Stored data:
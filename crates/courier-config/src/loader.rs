//! Configuration loader with file and environment variable support

use crate::{AppConfig, ConfigError};
use std::env;
use std::path::PathBuf;
use tracing::info;

/// Standard config file search paths
const CONFIG_PATHS: &[&str] = &[
    "config.toml",
    "application.toml",
    "courier.toml",
    "./config/config.toml",
    "./config/application.toml",
    "/etc/courier/config.toml",
];

/// Configuration loader
pub struct ConfigLoader {
    config_path: Option<PathBuf>,
}

impl ConfigLoader {
    /// Create a new configuration loader
    pub fn new() -> Self {
        Self { config_path: None }
    }

    /// Create a loader with a specific config file path
    pub fn with_path<P: Into<PathBuf>>(path: P) -> Self {
        Self {
            config_path: Some(path.into()),
        }
    }

    /// Load configuration from file (if found) with environment variable overrides
    pub fn load(&self) -> Result<AppConfig, ConfigError> {
        // Start with defaults
        let mut config = AppConfig::default();

        // Try to load from file
        if let Some(path) = self.find_config_file() {
            info!(?path, "Loading configuration from file");
            config = AppConfig::from_file(&path)?;
        }

        // Apply environment variable overrides
        self.apply_env_overrides(&mut config);

        Ok(config)
    }

    /// Find the configuration file to use
    fn find_config_file(&self) -> Option<PathBuf> {
        // Check explicit path first
        if let Some(path) = &self.config_path {
            if path.exists() {
                return Some(path.clone());
            }
        }

        // Check COURIER_CONFIG env var
        if let Ok(path) = env::var("COURIER_CONFIG") {
            let path = PathBuf::from(path);
            if path.exists() {
                return Some(path);
            }
        }

        // Search standard paths
        for path in CONFIG_PATHS {
            let path = PathBuf::from(path);
            if path.exists() {
                return Some(path);
            }
        }

        None
    }

    /// Apply environment variable overrides
    fn apply_env_overrides(&self, config: &mut AppConfig) {
        // HTTP
        if let Ok(val) = env::var("COURIER_HTTP_PORT") {
            if let Ok(port) = val.parse() {
                config.http.port = port;
            }
        }
        if let Ok(val) = env::var("COURIER_HTTP_HOST") {
            config.http.host = val;
        }
        if let Ok(val) = env::var("COURIER_CORS_ORIGINS") {
            config.http.cors_origins = val.split(',').map(|s| s.trim().to_string()).collect();
        }

        // Redis
        if let Ok(val) = env::var("COURIER_REDIS_URL") {
            config.redis.url = val;
        }
        if let Ok(val) = env::var("COURIER_REDIS_POOL_SIZE") {
            if let Ok(size) = val.parse() {
                config.redis.pool_size = size;
            }
        }
        if let Ok(val) = env::var("COURIER_REDIS_COMMAND_TIMEOUT_SECS") {
            if let Ok(secs) = val.parse() {
                config.redis.command_timeout_secs = secs;
            }
        }

        // Queue / throttling
        if let Ok(val) = env::var("COURIER_QUEUE_DETHROTTLE_INTERVAL_MS") {
            if let Ok(ms) = val.parse() {
                config.queue.dethrottle_interval_ms = ms;
            }
        }
        if let Ok(val) = env::var("COURIER_QUEUE_WATCHDOG_INTERVAL_SECS") {
            if let Ok(secs) = val.parse() {
                config.queue.watchdog_interval_secs = secs;
            }
        }
        if let Ok(val) = env::var("COURIER_QUEUE_RATE_COUNTER_TTL_SECS") {
            if let Ok(secs) = val.parse() {
                config.queue.rate_counter_ttl_secs = secs;
            }
        }

        // Spool
        if let Ok(val) = env::var("COURIER_SPOOL_DIR") {
            config.spool.dir = val;
        }
        if let Ok(val) = env::var("COURIER_SPOOL_SWEEP_INTERVAL_SECS") {
            if let Ok(secs) = val.parse() {
                config.spool.sweep_interval_secs = secs;
            }
        }

        // Dispatch
        if let Ok(val) = env::var("COURIER_DISPATCH_DEFAULT_CONCURRENCY") {
            if let Ok(n) = val.parse() {
                config.dispatch.default_concurrency = n;
            }
        }
        if let Ok(val) = env::var("COURIER_DISPATCH_IDLE_TIMEOUT_SECS") {
            if let Ok(secs) = val.parse() {
                config.dispatch.idle_timeout_secs = secs;
            }
        }
        if let Ok(val) = env::var("COURIER_DISPATCH_SEND_TIMEOUT_SECS") {
            if let Ok(secs) = val.parse() {
                config.dispatch.send_timeout_secs = secs;
            }
        }
        if let Ok(val) = env::var("COURIER_DISPATCH_MAX_RETRY_ATTEMPTS") {
            if let Ok(n) = val.parse() {
                config.dispatch.max_retry_attempts = n;
            }
        }

        // Webhook
        if let Ok(val) = env::var("COURIER_WEBHOOK_DEDUP_TTL_SECS") {
            if let Ok(secs) = val.parse() {
                config.webhook.dedup_ttl_secs = secs;
            }
        }
        if let Ok(val) = env::var("COURIER_WEBHOOK_MULTIPART_TTL_SECS") {
            if let Ok(secs) = val.parse() {
                config.webhook.multipart_ttl_secs = secs;
            }
        }

        // Circuit breaker
        if let Ok(val) = env::var("COURIER_CIRCUIT_BREAKER_ENABLED") {
            config.circuit_breaker.enabled = val.parse().unwrap_or(true);
        }
        if let Ok(val) = env::var("COURIER_CIRCUIT_BREAKER_FAILURE_THRESHOLD") {
            if let Ok(n) = val.parse() {
                config.circuit_breaker.failure_threshold = n;
            }
        }
        if let Ok(val) = env::var("COURIER_CIRCUIT_BREAKER_RESET_TIMEOUT_SECS") {
            if let Ok(secs) = val.parse() {
                config.circuit_breaker.reset_timeout_secs = secs;
            }
        }

        // General
        if let Ok(val) = env::var("COURIER_DATA_DIR") {
            config.data_dir = val;
        }
        if let Ok(val) = env::var("COURIER_DEV_MODE") {
            config.dev_mode = val.parse().unwrap_or(false);
        }
    }
}

impl Default for ConfigLoader {
    fn default() -> Self {
        Self::new()
    }
}

#[cfg(test)]
mod tests {
    use super::*;

    #[test]
    fn finds_explicit_path_when_present() {
        let dir = tempfile::tempdir().unwrap();
        let path = dir.path().join("custom.toml");
        std::fs::write(&path, AppConfig::example_toml()).unwrap();

        let loader = ConfigLoader::with_path(&path);
        let config = loader.load().unwrap();
        assert_eq!(config.http.port, 8080);
    }

    #[test]
    fn missing_file_falls_back_to_defaults() {
        let loader = ConfigLoader::with_path("/nonexistent/path/config.toml");
        let config = loader.load().unwrap();
        assert_eq!(config.spool.sweep_interval_secs, 30);
    }
}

* _WHAT YOU NEED TO DO_
Reproduce the entries exactly, but only from their first line to the line holding "COURIER_CONFIG env var", with that last line kept.

* _SOLUTION_
filename crates/courier-config/src/loader.rs
//! Configuration loader with file and environment variable support

use crate::{AppConfig, ConfigError};
use std::env;
use std::path::PathBuf;
use tracing::info;

/// Standard config file search paths
const CONFIG_PATHS: &[&str] = &[
    "config.toml",
    "application.toml",
    "courier.toml",
    "./config/config.toml",
    "./config/application.toml",
    "/etc/courier/config.toml",
];

/// Configuration loader
pub struct ConfigLoader {
    config_path: Option<PathBuf>,
}

impl ConfigLoader {
    /// Create a new configuration loader
    pub fn new() -> Self {
        Self { config_path: None }
    }

    /// Create a loader with a specific config file path
    pub fn with_path<P: Into<PathBuf>>(path: P) -> Self {
        Self {
            config_path: Some(path.into()),
        }
    }

    /// Load configuration from file (if found) with environment variable overrides
    pub fn load(&self) -> Result<AppConfig, ConfigError> {
        // Start with defaults
        let mut config = AppConfig::default();

        // Try to load from file
        if let Some(path) = self.find_config_file() {
            info!(?path, "Loading configuration from file");
            config = AppConfig::from_file(&path)?;
        }

        // Apply environment variable overrides
        self.apply_env_overrides(&mut config);

        Ok(config)
    }

    /// Find the configuration file to use
    fn find_config_file(&self) -> Option<PathBuf> {
        // Check explicit path first
        if let Some(path) = &self.config_path {
            if path.exists() {
                return Some(path.clone());
            }
        }

        // Check COURIER_CONFIG env var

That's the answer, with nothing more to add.